PROBLEM DETAILS
Exactly reproduce the data from its first line through the line with "main screen's inputs.", leaving out every line after it.

AVAILABLE DATA
================

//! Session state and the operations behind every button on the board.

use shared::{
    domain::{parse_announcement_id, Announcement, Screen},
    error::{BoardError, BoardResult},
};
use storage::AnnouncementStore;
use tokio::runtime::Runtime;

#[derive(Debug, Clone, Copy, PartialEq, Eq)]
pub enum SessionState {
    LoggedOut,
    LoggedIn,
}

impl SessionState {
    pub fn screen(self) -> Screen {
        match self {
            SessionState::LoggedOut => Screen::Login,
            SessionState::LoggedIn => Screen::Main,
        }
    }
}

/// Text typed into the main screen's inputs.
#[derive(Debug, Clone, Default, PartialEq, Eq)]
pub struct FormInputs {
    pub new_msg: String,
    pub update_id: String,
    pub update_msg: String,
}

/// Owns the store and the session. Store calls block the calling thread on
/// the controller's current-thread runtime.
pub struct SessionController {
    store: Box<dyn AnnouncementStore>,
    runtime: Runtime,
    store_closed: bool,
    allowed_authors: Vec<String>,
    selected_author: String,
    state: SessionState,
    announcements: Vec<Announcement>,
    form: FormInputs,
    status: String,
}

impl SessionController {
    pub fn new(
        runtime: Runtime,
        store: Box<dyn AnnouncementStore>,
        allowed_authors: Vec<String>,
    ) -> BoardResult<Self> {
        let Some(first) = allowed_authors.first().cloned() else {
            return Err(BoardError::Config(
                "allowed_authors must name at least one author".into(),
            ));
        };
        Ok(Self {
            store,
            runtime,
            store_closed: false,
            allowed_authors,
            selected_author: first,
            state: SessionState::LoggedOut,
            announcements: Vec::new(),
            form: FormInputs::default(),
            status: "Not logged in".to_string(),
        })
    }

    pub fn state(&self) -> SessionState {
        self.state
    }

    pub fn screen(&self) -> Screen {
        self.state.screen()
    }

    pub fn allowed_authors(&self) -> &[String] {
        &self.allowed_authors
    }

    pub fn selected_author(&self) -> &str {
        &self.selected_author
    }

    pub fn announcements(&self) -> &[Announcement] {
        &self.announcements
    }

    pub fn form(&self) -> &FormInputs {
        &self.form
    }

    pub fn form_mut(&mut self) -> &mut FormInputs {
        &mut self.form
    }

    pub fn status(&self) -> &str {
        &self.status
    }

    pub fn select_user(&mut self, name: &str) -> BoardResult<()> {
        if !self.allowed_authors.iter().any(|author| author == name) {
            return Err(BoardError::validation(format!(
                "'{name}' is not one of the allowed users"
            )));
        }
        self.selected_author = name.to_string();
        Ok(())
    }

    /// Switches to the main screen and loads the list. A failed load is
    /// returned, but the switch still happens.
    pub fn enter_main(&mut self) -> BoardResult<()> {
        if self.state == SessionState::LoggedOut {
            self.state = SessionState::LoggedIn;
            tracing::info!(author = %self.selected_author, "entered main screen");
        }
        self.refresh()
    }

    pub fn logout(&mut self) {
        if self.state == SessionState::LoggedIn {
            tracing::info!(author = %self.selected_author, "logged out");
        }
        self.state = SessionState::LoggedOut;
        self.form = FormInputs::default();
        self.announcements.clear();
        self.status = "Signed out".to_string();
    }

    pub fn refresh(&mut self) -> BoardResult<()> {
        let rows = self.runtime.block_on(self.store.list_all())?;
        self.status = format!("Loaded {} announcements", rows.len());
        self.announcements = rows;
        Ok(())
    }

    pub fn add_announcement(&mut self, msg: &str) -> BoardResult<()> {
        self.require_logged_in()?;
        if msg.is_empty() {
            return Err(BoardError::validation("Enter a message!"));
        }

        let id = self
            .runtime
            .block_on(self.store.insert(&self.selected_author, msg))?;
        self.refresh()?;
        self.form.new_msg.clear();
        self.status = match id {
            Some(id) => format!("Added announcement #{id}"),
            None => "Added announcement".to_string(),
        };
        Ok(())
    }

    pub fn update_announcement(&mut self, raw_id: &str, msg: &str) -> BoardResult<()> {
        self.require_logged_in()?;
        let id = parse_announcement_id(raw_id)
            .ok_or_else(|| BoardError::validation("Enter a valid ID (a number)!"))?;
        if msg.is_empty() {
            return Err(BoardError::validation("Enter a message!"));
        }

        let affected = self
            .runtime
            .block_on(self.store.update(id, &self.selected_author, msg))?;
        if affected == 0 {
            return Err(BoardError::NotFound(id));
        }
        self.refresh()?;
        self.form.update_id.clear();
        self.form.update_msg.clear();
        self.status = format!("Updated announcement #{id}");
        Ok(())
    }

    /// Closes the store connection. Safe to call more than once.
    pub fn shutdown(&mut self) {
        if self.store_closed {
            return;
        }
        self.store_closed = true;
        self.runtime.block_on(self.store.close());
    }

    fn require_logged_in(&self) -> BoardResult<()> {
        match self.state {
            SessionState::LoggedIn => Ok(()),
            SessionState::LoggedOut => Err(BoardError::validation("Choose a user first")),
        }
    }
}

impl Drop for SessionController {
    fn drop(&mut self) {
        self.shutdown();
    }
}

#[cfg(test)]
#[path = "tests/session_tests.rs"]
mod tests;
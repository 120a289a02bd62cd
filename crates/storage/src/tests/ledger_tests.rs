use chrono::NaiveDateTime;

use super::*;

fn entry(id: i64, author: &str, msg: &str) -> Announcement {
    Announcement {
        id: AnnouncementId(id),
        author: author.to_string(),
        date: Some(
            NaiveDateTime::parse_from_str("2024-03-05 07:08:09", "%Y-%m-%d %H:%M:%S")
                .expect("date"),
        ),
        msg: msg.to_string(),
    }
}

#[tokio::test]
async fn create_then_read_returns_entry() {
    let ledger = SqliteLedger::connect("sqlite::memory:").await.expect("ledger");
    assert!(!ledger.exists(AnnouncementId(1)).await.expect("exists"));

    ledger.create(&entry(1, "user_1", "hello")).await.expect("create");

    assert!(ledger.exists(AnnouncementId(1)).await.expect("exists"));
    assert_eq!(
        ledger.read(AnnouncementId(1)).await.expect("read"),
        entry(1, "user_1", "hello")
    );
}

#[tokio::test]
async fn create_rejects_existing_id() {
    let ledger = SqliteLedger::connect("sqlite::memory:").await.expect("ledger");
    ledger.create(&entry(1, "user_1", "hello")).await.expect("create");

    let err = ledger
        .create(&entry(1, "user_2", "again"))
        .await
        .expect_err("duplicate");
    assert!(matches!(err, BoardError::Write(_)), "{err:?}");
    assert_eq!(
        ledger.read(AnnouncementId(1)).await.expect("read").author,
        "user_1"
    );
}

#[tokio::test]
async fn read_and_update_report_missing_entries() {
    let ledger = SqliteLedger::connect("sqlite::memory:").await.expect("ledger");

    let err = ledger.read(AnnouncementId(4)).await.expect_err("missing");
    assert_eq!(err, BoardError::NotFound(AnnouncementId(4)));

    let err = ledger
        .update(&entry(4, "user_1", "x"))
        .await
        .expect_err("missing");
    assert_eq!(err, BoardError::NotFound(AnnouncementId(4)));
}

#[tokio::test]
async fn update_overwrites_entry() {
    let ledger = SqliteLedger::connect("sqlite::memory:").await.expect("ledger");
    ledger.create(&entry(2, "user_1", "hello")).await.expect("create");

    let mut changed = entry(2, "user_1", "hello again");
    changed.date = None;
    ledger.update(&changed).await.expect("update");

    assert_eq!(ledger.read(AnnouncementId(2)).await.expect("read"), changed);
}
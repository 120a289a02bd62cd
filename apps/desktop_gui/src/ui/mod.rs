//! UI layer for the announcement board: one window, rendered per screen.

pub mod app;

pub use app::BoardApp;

================

RESPONSE
//! Session state and the operations behind every button on the board.

use shared::{
    domain::{parse_announcement_id, Announcement, Screen},
    error::{BoardError, BoardResult},
};
use storage::AnnouncementStore;
use tokio::runtime::Runtime;

#[derive(Debug, Clone, Copy, PartialEq, Eq)]
pub enum SessionState {
    LoggedOut,
    LoggedIn,
}

impl SessionState {
    pub fn screen(self) -> Screen {
        match self {
            SessionState::LoggedOut => Screen::Login,
            SessionState::LoggedIn => Screen::Main,
        }
    }
}

/// Text typed into the main screen's inputs.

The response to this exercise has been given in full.